# What to work on
Set down, please, without alteration, the lines of the entries below from the first through the one containing "for its key.".

# Dataset records
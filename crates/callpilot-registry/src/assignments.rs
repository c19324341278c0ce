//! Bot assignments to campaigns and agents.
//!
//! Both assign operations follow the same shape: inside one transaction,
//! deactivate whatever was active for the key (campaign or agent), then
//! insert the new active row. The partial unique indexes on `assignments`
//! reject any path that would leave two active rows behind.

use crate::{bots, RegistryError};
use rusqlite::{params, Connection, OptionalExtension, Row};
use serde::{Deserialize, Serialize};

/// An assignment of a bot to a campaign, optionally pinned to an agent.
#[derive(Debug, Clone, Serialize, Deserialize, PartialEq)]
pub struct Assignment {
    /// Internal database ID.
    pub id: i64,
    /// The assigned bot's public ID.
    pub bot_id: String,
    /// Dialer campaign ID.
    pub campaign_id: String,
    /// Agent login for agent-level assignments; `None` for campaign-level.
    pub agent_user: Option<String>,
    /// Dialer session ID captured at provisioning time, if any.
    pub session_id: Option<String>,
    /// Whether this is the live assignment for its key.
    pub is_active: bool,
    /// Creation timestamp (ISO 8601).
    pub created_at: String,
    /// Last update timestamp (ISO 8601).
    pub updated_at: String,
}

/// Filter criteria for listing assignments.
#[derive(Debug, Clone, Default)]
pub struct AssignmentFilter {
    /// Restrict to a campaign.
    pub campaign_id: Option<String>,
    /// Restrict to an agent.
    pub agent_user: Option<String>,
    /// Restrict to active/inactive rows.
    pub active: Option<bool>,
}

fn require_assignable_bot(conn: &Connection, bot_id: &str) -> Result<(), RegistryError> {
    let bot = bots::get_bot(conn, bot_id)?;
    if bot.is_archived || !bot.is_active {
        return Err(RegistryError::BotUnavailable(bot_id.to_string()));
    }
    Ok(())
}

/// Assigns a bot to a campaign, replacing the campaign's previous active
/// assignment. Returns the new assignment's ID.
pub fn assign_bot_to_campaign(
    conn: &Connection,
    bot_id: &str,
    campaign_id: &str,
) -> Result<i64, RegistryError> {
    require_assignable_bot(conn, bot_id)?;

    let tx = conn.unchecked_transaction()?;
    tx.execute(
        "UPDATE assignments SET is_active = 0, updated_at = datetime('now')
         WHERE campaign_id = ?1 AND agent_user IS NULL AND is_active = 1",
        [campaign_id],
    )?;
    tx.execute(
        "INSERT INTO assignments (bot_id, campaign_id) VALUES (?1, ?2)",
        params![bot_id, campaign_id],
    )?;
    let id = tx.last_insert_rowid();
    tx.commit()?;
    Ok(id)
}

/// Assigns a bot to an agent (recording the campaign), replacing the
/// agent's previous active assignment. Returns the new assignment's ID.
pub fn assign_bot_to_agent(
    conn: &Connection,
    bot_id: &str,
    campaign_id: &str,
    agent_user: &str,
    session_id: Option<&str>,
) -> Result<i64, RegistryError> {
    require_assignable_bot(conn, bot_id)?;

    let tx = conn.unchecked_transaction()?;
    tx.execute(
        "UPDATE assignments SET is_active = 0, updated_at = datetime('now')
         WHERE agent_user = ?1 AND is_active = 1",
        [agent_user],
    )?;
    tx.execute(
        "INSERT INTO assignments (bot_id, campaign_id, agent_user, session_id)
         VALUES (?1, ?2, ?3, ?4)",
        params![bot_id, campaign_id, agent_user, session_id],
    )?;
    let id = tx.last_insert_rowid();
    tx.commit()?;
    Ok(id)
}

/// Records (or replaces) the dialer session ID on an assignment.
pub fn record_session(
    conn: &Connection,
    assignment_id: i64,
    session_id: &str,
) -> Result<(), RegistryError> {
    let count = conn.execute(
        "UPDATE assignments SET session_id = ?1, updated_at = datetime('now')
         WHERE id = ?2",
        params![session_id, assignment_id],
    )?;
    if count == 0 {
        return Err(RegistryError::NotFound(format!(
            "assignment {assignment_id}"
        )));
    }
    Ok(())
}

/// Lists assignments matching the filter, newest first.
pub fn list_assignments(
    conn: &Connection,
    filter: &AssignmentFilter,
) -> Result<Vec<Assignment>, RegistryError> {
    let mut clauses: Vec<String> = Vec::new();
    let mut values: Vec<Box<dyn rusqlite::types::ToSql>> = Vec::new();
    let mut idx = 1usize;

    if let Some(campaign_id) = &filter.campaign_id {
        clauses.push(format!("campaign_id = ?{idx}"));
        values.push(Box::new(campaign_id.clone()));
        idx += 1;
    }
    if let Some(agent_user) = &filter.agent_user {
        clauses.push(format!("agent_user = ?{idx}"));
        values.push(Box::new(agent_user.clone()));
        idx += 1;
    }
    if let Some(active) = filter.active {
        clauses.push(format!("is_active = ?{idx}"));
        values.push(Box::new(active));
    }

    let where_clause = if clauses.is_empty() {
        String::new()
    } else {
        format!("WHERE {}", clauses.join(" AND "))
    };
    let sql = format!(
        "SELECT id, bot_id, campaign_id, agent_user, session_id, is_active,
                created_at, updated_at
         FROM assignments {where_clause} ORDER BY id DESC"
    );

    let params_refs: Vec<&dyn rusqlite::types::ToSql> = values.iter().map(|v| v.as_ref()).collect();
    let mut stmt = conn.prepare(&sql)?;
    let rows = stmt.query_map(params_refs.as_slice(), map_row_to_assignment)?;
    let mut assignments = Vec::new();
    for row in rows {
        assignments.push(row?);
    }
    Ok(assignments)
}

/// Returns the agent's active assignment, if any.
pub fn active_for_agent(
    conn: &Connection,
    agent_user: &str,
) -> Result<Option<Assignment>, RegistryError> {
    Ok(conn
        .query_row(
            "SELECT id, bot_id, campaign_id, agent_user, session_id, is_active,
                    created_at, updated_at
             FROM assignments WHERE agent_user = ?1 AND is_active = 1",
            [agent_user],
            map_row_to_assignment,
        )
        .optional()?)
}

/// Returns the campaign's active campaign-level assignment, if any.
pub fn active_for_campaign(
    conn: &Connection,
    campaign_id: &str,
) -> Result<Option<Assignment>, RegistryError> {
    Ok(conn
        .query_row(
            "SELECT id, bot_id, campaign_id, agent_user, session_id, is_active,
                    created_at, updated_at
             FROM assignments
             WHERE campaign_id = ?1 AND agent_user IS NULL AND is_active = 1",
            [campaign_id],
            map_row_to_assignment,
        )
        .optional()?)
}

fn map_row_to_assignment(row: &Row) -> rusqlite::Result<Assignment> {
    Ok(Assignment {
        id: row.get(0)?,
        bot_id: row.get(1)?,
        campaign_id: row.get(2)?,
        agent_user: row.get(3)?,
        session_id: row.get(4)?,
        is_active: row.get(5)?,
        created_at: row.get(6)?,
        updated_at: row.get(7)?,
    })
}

# Response to the task
filename crates/callpilot-registry/src/assignments.rs
repository c19324341278c0ce
//! Bot assignments to campaigns and agents.
//!
//! Both assign operations follow the same shape: inside one transaction,
//! deactivate whatever was active for the key (campaign or agent), then
//! insert the new active row. The partial unique indexes on `assignments`
//! reject any path that would leave two active rows behind.

use crate::{bots, RegistryError};
use rusqlite::{params, Connection, OptionalExtension, Row};
use serde::{Deserialize, Serialize};

/// An assignment of a bot to a campaign, optionally pinned to an agent.
#[derive(Debug, Clone, Serialize, Deserialize, PartialEq)]
pub struct Assignment {
    /// Internal database ID.
    pub id: i64,
    /// The assigned bot's public ID.
    pub bot_id: String,
    /// Dialer campaign ID.
    pub campaign_id: String,
    /// Agent login for agent-level assignments; `None` for campaign-level.
    pub agent_user: Option<String>,
    /// Dialer session ID captured at provisioning time, if any.
    pub session_id: Option<String>,
    /// Whether this is the live assignment for its key.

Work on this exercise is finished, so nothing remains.